In the listing that follows, count every line holding the word "false" and give only the count.
◇ ◇ ◇ ◇
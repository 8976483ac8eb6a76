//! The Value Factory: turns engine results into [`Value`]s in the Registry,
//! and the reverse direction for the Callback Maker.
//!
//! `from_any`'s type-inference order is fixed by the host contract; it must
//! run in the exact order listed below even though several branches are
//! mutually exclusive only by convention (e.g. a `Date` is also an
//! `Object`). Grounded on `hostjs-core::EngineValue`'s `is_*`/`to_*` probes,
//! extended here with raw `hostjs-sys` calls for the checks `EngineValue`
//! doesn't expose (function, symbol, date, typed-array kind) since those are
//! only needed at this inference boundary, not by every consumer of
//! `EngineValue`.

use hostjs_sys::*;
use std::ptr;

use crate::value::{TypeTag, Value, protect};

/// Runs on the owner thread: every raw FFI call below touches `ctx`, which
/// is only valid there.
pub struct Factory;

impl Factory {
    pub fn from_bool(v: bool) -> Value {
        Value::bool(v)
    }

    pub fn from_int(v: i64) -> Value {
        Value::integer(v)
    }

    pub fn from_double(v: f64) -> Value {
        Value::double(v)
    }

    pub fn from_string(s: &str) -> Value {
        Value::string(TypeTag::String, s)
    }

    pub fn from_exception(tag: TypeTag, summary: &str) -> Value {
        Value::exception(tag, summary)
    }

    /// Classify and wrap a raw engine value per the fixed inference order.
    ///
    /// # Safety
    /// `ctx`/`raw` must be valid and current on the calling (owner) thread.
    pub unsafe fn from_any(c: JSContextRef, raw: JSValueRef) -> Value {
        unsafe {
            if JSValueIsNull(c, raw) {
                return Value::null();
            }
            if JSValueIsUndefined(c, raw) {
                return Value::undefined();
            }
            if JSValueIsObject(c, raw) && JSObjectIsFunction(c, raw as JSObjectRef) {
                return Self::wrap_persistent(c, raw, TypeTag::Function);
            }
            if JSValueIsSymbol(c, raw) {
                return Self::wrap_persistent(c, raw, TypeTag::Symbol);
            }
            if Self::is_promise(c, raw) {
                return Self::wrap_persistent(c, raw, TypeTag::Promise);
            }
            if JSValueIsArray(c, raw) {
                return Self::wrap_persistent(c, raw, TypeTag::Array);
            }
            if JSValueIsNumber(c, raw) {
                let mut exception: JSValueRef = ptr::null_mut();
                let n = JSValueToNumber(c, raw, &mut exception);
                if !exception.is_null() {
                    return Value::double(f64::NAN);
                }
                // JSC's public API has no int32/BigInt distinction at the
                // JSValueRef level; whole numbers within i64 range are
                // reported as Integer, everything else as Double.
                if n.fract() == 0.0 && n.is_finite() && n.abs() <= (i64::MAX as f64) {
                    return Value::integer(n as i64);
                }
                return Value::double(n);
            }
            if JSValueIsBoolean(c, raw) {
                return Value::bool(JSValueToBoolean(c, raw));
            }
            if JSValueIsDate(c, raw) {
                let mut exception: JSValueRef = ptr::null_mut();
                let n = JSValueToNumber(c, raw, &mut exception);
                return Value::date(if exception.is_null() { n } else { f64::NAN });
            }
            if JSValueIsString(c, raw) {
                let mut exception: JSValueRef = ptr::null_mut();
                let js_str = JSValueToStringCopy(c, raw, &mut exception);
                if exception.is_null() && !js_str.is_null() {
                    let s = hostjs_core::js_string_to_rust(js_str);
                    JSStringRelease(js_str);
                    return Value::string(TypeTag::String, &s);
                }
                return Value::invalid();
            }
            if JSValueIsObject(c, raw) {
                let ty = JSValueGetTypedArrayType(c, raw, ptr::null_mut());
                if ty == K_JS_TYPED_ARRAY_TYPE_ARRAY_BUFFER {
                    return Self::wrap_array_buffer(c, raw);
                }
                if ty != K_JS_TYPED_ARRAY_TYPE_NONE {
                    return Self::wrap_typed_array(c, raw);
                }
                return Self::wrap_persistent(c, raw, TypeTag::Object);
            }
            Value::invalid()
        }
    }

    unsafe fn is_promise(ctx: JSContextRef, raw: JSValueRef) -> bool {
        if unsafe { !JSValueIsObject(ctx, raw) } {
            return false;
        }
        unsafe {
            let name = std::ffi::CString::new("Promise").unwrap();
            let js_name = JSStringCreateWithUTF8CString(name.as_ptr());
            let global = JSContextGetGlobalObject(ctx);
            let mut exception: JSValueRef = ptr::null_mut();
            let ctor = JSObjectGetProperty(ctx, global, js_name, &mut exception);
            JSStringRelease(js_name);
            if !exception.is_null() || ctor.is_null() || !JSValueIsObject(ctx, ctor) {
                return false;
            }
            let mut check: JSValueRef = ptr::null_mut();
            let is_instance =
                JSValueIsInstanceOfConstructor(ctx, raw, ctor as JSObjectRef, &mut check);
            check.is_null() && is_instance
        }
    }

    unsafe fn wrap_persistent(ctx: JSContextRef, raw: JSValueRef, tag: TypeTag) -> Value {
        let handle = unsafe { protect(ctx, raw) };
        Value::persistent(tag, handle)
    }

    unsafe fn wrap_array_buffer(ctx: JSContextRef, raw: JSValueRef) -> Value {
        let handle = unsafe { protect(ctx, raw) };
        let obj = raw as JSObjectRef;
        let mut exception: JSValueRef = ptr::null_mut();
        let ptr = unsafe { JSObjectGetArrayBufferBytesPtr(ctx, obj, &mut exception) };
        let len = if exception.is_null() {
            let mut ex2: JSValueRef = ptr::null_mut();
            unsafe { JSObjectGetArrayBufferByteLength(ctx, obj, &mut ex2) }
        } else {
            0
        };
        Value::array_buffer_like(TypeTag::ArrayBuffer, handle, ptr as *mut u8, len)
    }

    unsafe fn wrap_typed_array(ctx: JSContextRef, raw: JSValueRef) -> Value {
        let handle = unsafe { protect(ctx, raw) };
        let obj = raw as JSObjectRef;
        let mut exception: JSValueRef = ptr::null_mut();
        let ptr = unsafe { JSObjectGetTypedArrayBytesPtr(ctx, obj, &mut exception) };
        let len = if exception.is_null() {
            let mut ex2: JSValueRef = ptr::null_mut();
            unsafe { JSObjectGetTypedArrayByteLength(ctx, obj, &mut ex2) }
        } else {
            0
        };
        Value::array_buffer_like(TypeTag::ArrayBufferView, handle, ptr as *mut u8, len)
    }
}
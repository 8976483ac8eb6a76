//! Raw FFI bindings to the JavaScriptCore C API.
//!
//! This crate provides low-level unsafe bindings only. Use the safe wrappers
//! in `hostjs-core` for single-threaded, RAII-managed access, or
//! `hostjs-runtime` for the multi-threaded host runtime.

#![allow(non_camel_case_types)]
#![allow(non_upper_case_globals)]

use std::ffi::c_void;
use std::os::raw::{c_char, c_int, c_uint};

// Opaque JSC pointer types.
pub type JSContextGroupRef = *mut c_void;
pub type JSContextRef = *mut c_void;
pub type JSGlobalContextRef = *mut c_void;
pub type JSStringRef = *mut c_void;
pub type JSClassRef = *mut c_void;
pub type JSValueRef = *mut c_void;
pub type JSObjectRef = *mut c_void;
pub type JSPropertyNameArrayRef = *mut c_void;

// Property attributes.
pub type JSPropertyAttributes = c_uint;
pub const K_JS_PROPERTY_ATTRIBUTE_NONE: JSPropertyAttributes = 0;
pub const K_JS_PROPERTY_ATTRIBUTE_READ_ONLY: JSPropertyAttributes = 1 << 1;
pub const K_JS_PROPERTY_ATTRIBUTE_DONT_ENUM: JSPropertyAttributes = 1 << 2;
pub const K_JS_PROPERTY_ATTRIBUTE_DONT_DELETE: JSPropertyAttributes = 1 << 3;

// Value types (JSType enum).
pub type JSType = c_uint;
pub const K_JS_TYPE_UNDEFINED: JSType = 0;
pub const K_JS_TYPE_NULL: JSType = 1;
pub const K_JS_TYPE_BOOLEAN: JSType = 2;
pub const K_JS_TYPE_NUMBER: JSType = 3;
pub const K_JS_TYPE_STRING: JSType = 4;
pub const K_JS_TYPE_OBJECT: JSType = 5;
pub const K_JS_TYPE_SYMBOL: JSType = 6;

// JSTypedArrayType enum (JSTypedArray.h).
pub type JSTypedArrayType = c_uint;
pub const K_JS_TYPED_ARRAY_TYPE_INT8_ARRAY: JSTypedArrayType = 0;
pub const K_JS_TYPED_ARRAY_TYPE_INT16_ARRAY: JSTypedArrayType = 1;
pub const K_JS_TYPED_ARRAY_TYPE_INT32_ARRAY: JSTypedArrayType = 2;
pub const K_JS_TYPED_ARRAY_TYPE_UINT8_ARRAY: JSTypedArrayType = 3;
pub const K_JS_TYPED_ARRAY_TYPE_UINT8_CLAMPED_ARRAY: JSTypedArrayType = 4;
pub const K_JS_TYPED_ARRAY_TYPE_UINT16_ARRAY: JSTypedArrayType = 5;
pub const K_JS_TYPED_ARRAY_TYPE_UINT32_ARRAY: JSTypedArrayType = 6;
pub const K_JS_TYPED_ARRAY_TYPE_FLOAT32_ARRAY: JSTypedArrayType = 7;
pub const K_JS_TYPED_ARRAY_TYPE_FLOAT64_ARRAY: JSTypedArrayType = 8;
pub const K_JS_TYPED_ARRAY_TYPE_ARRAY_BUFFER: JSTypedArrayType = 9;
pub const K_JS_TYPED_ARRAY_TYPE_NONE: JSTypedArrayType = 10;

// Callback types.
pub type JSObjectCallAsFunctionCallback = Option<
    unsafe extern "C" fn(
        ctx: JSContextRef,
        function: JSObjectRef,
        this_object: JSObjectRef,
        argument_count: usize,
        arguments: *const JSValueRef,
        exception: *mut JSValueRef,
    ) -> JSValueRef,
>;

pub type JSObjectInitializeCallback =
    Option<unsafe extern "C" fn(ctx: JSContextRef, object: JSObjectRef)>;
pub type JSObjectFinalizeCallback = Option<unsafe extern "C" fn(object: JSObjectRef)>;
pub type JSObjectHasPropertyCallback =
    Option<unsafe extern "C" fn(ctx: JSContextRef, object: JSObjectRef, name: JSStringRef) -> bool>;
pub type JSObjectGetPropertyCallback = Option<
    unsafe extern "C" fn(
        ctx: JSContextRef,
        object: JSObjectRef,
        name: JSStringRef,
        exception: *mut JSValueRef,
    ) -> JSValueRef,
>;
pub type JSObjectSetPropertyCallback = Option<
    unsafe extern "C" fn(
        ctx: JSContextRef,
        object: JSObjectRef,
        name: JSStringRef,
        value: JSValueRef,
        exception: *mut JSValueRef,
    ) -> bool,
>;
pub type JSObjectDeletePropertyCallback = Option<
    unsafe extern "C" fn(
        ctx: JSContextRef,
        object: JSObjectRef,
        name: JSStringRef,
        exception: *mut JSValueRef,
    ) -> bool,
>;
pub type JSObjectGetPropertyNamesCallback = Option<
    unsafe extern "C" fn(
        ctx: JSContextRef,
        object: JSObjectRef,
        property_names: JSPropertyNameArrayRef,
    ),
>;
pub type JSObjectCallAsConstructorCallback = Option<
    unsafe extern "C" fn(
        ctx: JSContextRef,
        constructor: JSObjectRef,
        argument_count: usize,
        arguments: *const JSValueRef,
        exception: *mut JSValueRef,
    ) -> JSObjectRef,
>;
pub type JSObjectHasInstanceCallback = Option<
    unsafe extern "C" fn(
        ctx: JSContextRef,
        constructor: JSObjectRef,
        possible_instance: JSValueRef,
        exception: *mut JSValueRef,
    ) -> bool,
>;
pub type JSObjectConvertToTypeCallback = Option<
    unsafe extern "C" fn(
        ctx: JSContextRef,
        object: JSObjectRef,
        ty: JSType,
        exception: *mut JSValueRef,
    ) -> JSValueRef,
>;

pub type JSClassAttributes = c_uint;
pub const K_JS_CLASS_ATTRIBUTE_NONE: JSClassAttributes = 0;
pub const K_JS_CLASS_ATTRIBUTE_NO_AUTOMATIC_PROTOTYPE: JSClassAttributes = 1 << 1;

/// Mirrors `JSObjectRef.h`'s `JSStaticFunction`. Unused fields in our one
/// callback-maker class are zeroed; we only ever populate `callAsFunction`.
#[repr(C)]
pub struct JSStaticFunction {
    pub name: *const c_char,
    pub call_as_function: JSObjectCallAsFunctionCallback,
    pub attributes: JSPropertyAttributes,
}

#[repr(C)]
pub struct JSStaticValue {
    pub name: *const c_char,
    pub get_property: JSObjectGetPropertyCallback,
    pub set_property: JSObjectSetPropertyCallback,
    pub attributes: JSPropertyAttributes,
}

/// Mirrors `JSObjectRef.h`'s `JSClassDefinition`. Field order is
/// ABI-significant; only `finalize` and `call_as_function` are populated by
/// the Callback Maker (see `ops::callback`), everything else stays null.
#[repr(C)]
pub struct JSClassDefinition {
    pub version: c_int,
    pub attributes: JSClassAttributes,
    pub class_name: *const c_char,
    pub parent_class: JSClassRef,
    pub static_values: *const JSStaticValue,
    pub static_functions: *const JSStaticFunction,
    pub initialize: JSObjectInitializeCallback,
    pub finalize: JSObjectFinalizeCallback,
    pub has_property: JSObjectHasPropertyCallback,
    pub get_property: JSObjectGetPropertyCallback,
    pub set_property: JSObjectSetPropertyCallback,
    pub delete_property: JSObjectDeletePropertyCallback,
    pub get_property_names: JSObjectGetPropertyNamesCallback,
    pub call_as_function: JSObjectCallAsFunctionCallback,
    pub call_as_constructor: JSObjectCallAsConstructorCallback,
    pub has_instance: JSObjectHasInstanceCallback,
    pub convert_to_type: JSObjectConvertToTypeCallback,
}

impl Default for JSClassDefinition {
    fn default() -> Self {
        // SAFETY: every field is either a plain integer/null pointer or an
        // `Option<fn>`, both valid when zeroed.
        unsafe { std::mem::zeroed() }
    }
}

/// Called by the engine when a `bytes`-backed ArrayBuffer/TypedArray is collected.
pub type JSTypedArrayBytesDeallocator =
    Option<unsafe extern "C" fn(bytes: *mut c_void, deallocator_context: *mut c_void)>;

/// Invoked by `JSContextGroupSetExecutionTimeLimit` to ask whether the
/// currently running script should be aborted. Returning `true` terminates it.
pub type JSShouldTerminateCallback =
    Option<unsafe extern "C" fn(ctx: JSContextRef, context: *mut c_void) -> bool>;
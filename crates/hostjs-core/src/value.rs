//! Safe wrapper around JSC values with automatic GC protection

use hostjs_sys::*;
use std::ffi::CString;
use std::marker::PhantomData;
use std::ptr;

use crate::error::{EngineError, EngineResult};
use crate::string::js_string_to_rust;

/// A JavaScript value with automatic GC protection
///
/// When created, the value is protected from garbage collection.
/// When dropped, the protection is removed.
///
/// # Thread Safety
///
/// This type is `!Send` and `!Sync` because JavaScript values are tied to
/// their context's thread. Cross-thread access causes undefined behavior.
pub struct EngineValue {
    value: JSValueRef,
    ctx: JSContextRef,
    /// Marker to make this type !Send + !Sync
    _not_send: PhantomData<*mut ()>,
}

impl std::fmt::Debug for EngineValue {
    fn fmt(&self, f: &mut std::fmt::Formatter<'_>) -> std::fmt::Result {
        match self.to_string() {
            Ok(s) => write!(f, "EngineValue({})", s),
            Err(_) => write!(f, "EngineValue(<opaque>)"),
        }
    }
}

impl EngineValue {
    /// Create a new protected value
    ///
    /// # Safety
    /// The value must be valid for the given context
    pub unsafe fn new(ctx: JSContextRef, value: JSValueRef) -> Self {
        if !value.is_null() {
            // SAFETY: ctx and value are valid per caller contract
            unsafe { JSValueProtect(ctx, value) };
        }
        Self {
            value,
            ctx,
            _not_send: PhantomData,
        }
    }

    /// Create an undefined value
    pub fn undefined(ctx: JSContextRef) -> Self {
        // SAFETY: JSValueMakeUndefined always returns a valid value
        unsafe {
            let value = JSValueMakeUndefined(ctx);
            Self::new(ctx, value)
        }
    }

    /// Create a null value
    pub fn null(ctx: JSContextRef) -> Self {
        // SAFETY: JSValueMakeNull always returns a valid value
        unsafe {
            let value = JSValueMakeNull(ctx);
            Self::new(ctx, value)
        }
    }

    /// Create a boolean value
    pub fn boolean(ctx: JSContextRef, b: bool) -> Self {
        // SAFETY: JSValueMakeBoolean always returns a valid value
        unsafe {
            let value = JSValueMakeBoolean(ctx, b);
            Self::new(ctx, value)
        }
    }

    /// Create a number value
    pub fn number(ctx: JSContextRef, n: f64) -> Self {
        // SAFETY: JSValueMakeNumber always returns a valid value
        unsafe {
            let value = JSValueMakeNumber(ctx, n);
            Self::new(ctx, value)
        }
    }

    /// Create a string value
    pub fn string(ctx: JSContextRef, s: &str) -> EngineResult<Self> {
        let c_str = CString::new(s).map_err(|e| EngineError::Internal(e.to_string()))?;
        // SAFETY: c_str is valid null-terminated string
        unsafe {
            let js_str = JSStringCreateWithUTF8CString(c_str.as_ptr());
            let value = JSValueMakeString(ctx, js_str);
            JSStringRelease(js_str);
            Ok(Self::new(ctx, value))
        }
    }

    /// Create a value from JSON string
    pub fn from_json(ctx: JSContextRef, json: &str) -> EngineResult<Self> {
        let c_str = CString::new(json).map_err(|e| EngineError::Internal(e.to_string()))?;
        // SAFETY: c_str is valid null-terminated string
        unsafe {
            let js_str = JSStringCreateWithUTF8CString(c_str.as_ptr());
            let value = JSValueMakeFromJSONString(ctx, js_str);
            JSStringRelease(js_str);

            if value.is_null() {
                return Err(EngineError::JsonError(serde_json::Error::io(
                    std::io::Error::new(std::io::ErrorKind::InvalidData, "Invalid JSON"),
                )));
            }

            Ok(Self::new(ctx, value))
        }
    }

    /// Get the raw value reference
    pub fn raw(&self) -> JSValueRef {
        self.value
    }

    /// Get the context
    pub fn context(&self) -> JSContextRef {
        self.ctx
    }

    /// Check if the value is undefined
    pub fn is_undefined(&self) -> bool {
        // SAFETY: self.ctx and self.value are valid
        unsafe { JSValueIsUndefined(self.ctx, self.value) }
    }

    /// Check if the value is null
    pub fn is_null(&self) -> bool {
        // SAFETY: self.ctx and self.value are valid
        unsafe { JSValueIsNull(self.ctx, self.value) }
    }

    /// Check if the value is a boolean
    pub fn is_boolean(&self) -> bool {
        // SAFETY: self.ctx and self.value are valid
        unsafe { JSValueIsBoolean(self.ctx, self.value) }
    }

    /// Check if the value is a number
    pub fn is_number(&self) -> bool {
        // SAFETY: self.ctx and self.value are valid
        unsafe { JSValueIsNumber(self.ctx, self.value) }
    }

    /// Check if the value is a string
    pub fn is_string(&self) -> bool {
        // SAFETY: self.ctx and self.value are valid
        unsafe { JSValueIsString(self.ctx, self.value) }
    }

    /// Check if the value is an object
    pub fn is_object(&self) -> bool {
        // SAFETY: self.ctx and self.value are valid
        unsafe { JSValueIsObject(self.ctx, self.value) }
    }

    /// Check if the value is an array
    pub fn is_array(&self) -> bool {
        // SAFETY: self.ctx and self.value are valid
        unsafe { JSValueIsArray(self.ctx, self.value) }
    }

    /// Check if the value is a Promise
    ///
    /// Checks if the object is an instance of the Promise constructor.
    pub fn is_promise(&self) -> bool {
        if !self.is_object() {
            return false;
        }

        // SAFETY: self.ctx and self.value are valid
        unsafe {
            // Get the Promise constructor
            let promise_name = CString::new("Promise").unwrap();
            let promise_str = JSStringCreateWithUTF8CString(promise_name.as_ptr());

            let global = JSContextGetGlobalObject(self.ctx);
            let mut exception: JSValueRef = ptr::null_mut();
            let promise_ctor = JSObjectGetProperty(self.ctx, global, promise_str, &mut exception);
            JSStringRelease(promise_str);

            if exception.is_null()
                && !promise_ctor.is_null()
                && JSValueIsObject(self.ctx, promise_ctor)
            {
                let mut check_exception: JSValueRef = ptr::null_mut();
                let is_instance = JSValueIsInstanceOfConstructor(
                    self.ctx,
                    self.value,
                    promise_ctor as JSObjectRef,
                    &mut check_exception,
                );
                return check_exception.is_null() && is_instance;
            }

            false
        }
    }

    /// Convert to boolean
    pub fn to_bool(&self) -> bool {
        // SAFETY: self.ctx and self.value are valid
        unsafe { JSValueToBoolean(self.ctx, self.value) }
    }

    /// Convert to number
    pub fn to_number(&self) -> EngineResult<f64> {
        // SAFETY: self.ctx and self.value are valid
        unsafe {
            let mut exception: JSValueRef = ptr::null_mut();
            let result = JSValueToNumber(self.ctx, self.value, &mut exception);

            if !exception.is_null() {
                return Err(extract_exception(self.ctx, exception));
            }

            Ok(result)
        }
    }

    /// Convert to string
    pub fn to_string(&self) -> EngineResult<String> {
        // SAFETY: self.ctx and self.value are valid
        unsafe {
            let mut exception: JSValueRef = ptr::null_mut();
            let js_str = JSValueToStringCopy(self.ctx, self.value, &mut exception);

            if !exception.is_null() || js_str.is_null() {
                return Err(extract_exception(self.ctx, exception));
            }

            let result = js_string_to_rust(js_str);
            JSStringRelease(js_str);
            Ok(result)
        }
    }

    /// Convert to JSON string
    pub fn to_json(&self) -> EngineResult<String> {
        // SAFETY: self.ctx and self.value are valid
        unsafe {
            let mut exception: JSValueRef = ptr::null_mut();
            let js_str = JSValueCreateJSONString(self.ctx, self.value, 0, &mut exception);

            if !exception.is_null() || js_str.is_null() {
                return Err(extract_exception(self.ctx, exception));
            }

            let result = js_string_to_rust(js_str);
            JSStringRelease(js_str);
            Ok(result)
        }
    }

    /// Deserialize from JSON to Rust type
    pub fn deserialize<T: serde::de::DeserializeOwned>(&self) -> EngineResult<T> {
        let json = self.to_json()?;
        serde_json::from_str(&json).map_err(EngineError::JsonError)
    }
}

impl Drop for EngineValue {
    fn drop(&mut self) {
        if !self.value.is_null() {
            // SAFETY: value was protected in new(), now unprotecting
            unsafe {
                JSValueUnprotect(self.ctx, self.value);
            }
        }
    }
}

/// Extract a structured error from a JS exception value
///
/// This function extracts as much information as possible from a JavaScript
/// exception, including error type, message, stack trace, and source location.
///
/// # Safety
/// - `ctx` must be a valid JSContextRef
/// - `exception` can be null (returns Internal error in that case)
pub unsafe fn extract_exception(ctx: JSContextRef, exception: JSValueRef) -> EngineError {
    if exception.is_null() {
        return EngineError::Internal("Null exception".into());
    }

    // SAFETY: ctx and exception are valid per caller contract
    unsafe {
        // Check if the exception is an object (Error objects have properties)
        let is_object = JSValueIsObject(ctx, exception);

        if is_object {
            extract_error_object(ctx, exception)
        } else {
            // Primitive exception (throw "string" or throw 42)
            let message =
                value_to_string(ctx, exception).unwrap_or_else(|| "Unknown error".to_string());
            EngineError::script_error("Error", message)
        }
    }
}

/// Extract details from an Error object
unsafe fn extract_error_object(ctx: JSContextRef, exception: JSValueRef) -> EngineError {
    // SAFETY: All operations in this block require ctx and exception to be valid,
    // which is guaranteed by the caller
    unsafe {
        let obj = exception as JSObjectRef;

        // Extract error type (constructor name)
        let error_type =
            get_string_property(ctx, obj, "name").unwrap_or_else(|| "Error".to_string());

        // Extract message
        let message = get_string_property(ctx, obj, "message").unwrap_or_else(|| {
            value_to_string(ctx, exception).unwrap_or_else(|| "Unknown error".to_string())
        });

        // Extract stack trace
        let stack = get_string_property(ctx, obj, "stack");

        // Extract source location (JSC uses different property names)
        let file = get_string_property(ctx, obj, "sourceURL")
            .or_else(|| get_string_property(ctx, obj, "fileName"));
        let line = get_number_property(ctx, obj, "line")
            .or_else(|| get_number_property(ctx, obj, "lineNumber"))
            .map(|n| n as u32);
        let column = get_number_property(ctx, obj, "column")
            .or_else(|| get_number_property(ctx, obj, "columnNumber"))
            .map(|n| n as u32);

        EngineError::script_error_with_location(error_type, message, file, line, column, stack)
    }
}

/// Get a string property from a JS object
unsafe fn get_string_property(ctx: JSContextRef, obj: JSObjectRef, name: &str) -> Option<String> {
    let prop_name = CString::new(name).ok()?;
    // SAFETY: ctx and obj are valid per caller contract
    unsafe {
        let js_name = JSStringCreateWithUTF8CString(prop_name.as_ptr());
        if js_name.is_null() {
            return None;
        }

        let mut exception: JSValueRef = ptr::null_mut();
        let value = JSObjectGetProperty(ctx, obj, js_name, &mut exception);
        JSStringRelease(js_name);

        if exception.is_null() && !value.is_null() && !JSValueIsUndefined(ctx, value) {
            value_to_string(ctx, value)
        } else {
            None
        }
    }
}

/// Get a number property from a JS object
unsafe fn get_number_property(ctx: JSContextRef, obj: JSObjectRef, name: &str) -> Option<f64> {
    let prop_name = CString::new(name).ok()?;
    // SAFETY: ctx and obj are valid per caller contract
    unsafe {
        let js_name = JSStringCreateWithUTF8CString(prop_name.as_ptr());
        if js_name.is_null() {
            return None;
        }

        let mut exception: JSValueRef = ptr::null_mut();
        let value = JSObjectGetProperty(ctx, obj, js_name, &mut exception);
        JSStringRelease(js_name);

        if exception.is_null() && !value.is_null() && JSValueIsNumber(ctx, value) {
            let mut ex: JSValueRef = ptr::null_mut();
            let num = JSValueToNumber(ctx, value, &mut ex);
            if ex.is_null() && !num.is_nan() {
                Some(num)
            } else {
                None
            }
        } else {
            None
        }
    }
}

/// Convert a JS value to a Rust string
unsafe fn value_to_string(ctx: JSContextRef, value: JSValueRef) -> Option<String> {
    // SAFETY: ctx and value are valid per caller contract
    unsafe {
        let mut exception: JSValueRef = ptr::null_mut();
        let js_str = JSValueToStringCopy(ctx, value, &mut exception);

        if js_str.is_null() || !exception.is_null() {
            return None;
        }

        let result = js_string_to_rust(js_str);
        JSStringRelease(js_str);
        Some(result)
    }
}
◇ ◇ ◇ ◇
**Solution to this task:** 4